As a comparison, a bit closer to home, let’s compare Woods to Colin Montgomerie. Monty has been on the scene longer than Woods, and for a few years was regarded as the No.2 golfer in the world. His record compared to Woods looks much less impressive, but he has won the European Tour of Merit 8 times – in itself a truly staggering achievement. No-one seems to mention this, since all they harp on about is that he is the best golfer never to have won a Major.
Tellingly, he has been second in Major Tournaments no less than 5 times – but second is a million miles away from winning. So, unless you live in Monty’s home town, or your name is also Mongomerie, very few people would come down on the Scotsman’s side when asked who they thought was the World’s Best Golfer.
So that’s sorted then. Woods, by a mile. End of sentence. New paragraph.
And now as I write this approaching September, our golfing thoughts turn to the Ryder Cup – in this writer’s opinion, simply the greatest sporting event on the planet. Ever since some genius in 1979 decided to expand the UK team to include the rest of Europe, this 3 day match has consistently delivered the highest voltage sporting emotion you could imagine.
Here again, just like in the World’s Major Tournaments, Woods’s and Montgomerie’s scoring records, since 1997, also show hugely dramatic differences. They are summarised below.
Played 20 vs 19
Won 7 vs 13
Lost 11 vs 3
Drawn 2 vs 3
The fascinating fact about the figures you see above is that Monty’s results are the one’s in red on the right, and Woods are the blue ones on the left. In what is the most pressurised, televised tournament in the whole game, Mongomerie’s record is truly heroic, and Woods’s is, and this is being very generous, extremely poor.

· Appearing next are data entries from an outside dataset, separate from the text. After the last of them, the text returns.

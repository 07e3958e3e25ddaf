//! GetLatestDiagnosisHandler - Query handler for a patient's most recent diagnosis.

use std::sync::Arc;

use serde::Serialize;

use crate::domain::foundation::{AssessmentId, DomainError, PatientId, Timestamp};
use crate::domain::questionnaire::{symptom_profile, Condition, SymptomProfile};
use crate::ports::AssessmentRepository;

/// Query for the latest diagnosis of a patient.
#[derive(Debug, Clone)]
pub struct GetLatestDiagnosisQuery {
    /// Patient whose most recent record is read.
    pub patient_id: PatientId,
}

/// Diagnosed subtype of the most recent assessment.
#[derive(Debug, Clone, PartialEq, Eq, Serialize)]
#[serde(rename_all = "camelCase")]
pub struct LatestDiagnosis {
    /// Record the diagnosis was read from.
    pub assessment_id: AssessmentId,
    /// Condition chosen by the classification vote.
    pub condition: Condition,
    /// Highest scoring subtype of the condition's block.
    pub subtype: String,
    /// When the record was written.
    pub assessed_at: Timestamp,
    /// Typical presentation of the subtype, when one is known.
    pub symptoms: Option<SymptomProfile>,
}

/// Handler for the latest-diagnosis query.
pub struct GetLatestDiagnosisHandler {
    repository: Arc<dyn AssessmentRepository>,
}

impl GetLatestDiagnosisHandler {
    pub fn new(repository: Arc<dyn AssessmentRepository>) -> Self {
        Self { repository }
    }

    /// Returns `None` when the patient has no record or the latest one
    /// ended without a diagnosis.
    pub async fn handle(
        &self,
        query: GetLatestDiagnosisQuery,
    ) -> Result<Option<LatestDiagnosis>, DomainError> {
        let Some(record) = self.repository.latest_for_patient(&query.patient_id).await? else {
            return Ok(None);
        };
        if record.suicidal_thoughts() || record.no_condition_diagnosed() {
            return Ok(None);
        }

        let (Some(condition), Some(subtype)) =
            (record.detected_condition(), record.diagnosed_subtype())
        else {
            return Ok(None);
        };

        Ok(Some(LatestDiagnosis {
            assessment_id: record.assessment_id(),
            condition,
            subtype: subtype.to_string(),
            assessed_at: record.timestamp(),
            symptoms: symptom_profile(subtype),
        }))
    }
}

Why is this? Is it that Wood’s intense personal focus does not sit well with the need for team involvement? Is it that he has to team up with people he spends the rest of his life trying to demolish? Is it that he cannot bring himself to talk to his partners? As one American commentator very elegantly put it just the other day, - “The hangman doesn’t play on the prison softball team.”
You’d have thought that with all the “God Bless America”-ing that goes on at the Ryder Cup, the whole of the USA team would be prepared to die in the attempt to win, but it simply doesn’t seem to play out that way. They really envy out “teamness”, and I still harbour a little hope that Woods will, even though he will try not to, remember that in the last 4 Ryder Cup Tournaments, his total contribution, at the end of Day 1 was 1 point out of 8.

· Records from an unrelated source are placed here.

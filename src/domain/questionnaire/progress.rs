//! Display progress derived from session state.

use super::layout::QuestionnaireLayout;
use super::session::{AssessmentSession, Phase};
use crate::domain::foundation::Percentage;

/// Share of the bar covered once classification is reached.
const CLASSIFICATION_PERCENT: usize = 75;

/// Stateless progress calculator.
///
/// Screening spreads evenly below 75%, classification sits at 75% and the
/// deep-dive interpolates over the questions actually visible to the
/// patient, so a skipped sub-block never repeats or rewinds the bar.
pub struct ProgressCalculator;

impl ProgressCalculator {
    pub fn progress(session: &AssessmentSession, layout: &QuestionnaireLayout) -> Percentage {
        match session.phase() {
            Phase::NoConditionDiagnosed
            | Phase::SuicidalThoughtsDetected
            | Phase::DiagnosisComplete => Percentage::HUNDRED,
            Phase::Screening => {
                let screening_len = layout.classification.start.max(1);
                let ordinal = session.ordinal().min(screening_len - 1);
                percent(CLASSIFICATION_PERCENT * ordinal / screening_len)
            }
            Phase::ConditionClassification => percent(CLASSIFICATION_PERCENT),
            Phase::SubtypeDeepDive => {
                Self::deep_dive(&session.deep_dive, session.ordinal())
            }
        }
    }

    /// `75 + 25 * pos / (visible - 1)` where `pos` counts visible ordinals.
    pub fn deep_dive(visible: &[usize], ordinal: usize) -> Percentage {
        let span = 100 - CLASSIFICATION_PERCENT;
        let position = visible.iter().position(|o| *o == ordinal).unwrap_or(0);
        let steps = visible.len().saturating_sub(1);
        if steps == 0 {
            return percent(CLASSIFICATION_PERCENT);
        }
        percent(CLASSIFICATION_PERCENT + span * position / steps)
    }
}

fn percent(value: usize) -> Percentage {
    Percentage::new(value.min(100) as u8)
}
//! TheraMind Questionnaire - Adaptive diagnostic questionnaire engine
//!
//! Walks a patient through screening, condition classification and a
//! condition-specific deep-dive, then resolves a diagnosed subtype.
//! Answers and final records are written through ports without blocking
//! navigation.

pub mod adapters;
pub mod application;
pub mod config;
pub mod domain;
pub mod ports;
pub mod replay;
pub mod telemetry;
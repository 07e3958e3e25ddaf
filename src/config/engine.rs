//! Navigation engine configuration

use serde::Deserialize;

/// Engine behaviour switches
#[derive(Debug, Clone, Deserialize)]
pub struct EngineConfig {
    /// Undo a deep-dive answer's score when the patient goes back over it
    #[serde(default = "default_rollback")]
    pub rollback_scores_on_back: bool,
}

impl Default for EngineConfig {
    fn default() -> Self {
        Self {
            rollback_scores_on_back: default_rollback(),
        }
    }
}

fn default_rollback() -> bool {
    true
}
//! ActiveAssessment - a running session bound to the engine it was started with.

use std::sync::Arc;

use tracing::info;

use super::persistence_dispatcher::PersistenceDispatcher;
use crate::domain::foundation::{AssessmentId, Percentage};
use crate::domain::questionnaire::{
    AssessmentRecord, AssessmentSession, NavigationEngine, Question, QuestionnaireError,
};

/// Session plus the engine (catalog and layout) it navigates.
///
/// Owned by exactly one caller; transitions go through the handlers one at a time.
pub struct ActiveAssessment {
    engine: Arc<NavigationEngine>,
    session: AssessmentSession,
}

impl ActiveAssessment {
    pub fn new(engine: Arc<NavigationEngine>, session: AssessmentSession) -> Self {
        Self { engine, session }
    }

    pub fn engine(&self) -> &NavigationEngine {
        &self.engine
    }

    pub fn session(&self) -> &AssessmentSession {
        &self.session
    }

    pub fn current_question(&self) -> Result<&Question, QuestionnaireError> {
        self.engine.current_question(&self.session)
    }

    pub fn progress(&self) -> Percentage {
        self.engine.progress(&self.session)
    }

    pub fn is_terminated(&self) -> bool {
        self.session.is_terminated()
    }

    pub(crate) fn parts_mut(&mut self) -> (&NavigationEngine, &mut AssessmentSession) {
        (self.engine.as_ref(), &mut self.session)
    }

    /// Builds the final record under a fresh id and queues it for storage.
    pub(crate) fn conclude(
        &self,
        dispatcher: &PersistenceDispatcher,
    ) -> Result<AssessmentRecord, QuestionnaireError> {
        let record =
            AssessmentRecord::from_session(AssessmentId::new(), &self.session, self.engine.catalog())?;
        info!(
            session_id = %self.session.id(),
            patient_id = %record.patient_id(),
            assessment_id = %record.assessment_id(),
            outcome = %self.session.phase(),
            "Assessment concluded"
        );
        dispatcher.put_assessment(record.clone());
        Ok(record)
    }
}
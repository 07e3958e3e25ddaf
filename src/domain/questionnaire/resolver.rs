//! Classification vote and subtype resolution.
//!
//! Both are pure functions over collected answers; neither touches session
//! state.

use super::condition::Condition;
use super::scoring::ScoreMap;

/// Stateless resolver for classification votes and final subtype scores.
pub struct DiagnosisResolver;

impl DiagnosisResolver {
    /// Category with the highest cumulative score.
    ///
    /// Ties go to the category inserted first. Returns `None` for an empty map.
    pub fn resolve(scores: &ScoreMap) -> Option<String> {
        let mut best: Option<(&String, i64)> = None;
        for (category, &score) in scores {
            match best {
                Some((_, top)) if score <= top => {}
                _ => best = Some((category, score)),
            }
        }
        best.map(|(category, _)| category.clone())
    }

    /// Plurality vote across classification answers.
    ///
    /// Each vote counts once; ties go to the condition earliest in the
    /// canonical order. Returns `None` when no votes were cast.
    pub fn classify<I>(votes: I) -> Option<Condition>
    where
        I: IntoIterator<Item = Condition>,
    {
        let mut tally = vec![0usize; Condition::ORDER.len()];
        let mut cast = false;
        for vote in votes {
            tally[vote.priority()] += 1;
            cast = true;
        }
        if !cast {
            return None;
        }

        let mut winner = Condition::ORDER[0];
        for condition in Condition::ORDER.iter().skip(1) {
            if tally[condition.priority()] > tally[winner.priority()] {
                winner = *condition;
            }
        }
        Some(winner)
    }
}

#[cfg(test)]
mod tests {
    use super::*;
    use proptest::prelude::*;

    fn scores(entries: &[(&str, i64)]) -> ScoreMap {
        entries
            .iter()
            .map(|(k, v)| (k.to_string(), *v))
            .collect()
    }

    #[test]
    fn resolve_picks_highest_score() {
        let map = scores(&[("Checking OCD", 3), ("Symmetry OCD", 7), ("Contamination OCD", 2)]);
        assert_eq!(DiagnosisResolver::resolve(&map), Some("Symmetry OCD".to_string()));
    }

    #[test]
    fn resolve_ties_go_to_first_inserted() {
        let map = scores(&[("Panic Disorder", 5), ("Generalized Anxiety Disorder", 5)]);
        assert_eq!(DiagnosisResolver::resolve(&map), Some("Panic Disorder".to_string()));
    }

    #[test]
    fn resolve_empty_map_is_none() {
        assert_eq!(DiagnosisResolver::resolve(&ScoreMap::new()), None);
    }

    #[test]
    fn classify_takes_plurality() {
        use Condition::*;
        assert_eq!(
            DiagnosisResolver::classify([Stress, Stress, Anxiety, Depression]),
            Some(Stress)
        );
        assert_eq!(DiagnosisResolver::classify([Ocd, Trauma, Ocd, Ocd]), Some(Ocd));
    }

    #[test]
    fn classify_ties_follow_canonical_order() {
        use Condition::*;
        assert_eq!(
            DiagnosisResolver::classify([Stress, Anxiety, Stress, Anxiety]),
            Some(Stress)
        );
        assert_eq!(
            DiagnosisResolver::classify([Ocd, Trauma, Depression, Anxiety]),
            Some(Anxiety)
        );
    }

    #[test]
    fn classify_without_votes_is_none() {
        assert_eq!(DiagnosisResolver::classify(Vec::new()), None);
    }

    fn condition_strategy() -> impl Strategy<Value = Condition> {
        prop::sample::select(Condition::ORDER.to_vec())
    }

    proptest! {
        #[test]
        fn winner_has_maximal_votes_and_earliest_priority(
            votes in prop::collection::vec(condition_strategy(), 1..8)
        ) {
            let winner = DiagnosisResolver::classify(votes.clone()).unwrap();
            let count = |c: Condition| votes.iter().filter(|v| **v == c).count();
            for other in Condition::all() {
                prop_assert!(count(winner) >= count(*other));
                if count(winner) == count(*other) {
                    prop_assert!(winner.priority() <= other.priority());
                }
            }
        }

        #[test]
        fn resolved_category_is_first_with_maximum(
            values in prop::collection::vec(-5i64..20, 1..10)
        ) {
            let map: ScoreMap = values
                .iter()
                .enumerate()
                .map(|(i, v)| (format!("category-{}", i), *v))
                .collect();
            let max = *values.iter().max().unwrap();
            let first = values.iter().position(|v| *v == max).unwrap();
            prop_assert_eq!(
                DiagnosisResolver::resolve(&map),
                Some(format!("category-{}", first))
            );
        }
    }
}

It’s quite nice to realise that, in someone who has developed invincibility to an artform on the big Golfing Day, there is one part of his game where, to date, he’s actually not even good enough to be called ordinary. You must wonder why Woods is unable to approach each Ryder Cup match as if it was the last day of a Major tournament, and equally you might wonder why Monty is unable to treat the last day of Major as if it was a Ryder Cup match. If that had happened, the golfing universe over the last 10 years would have been a very, very different place.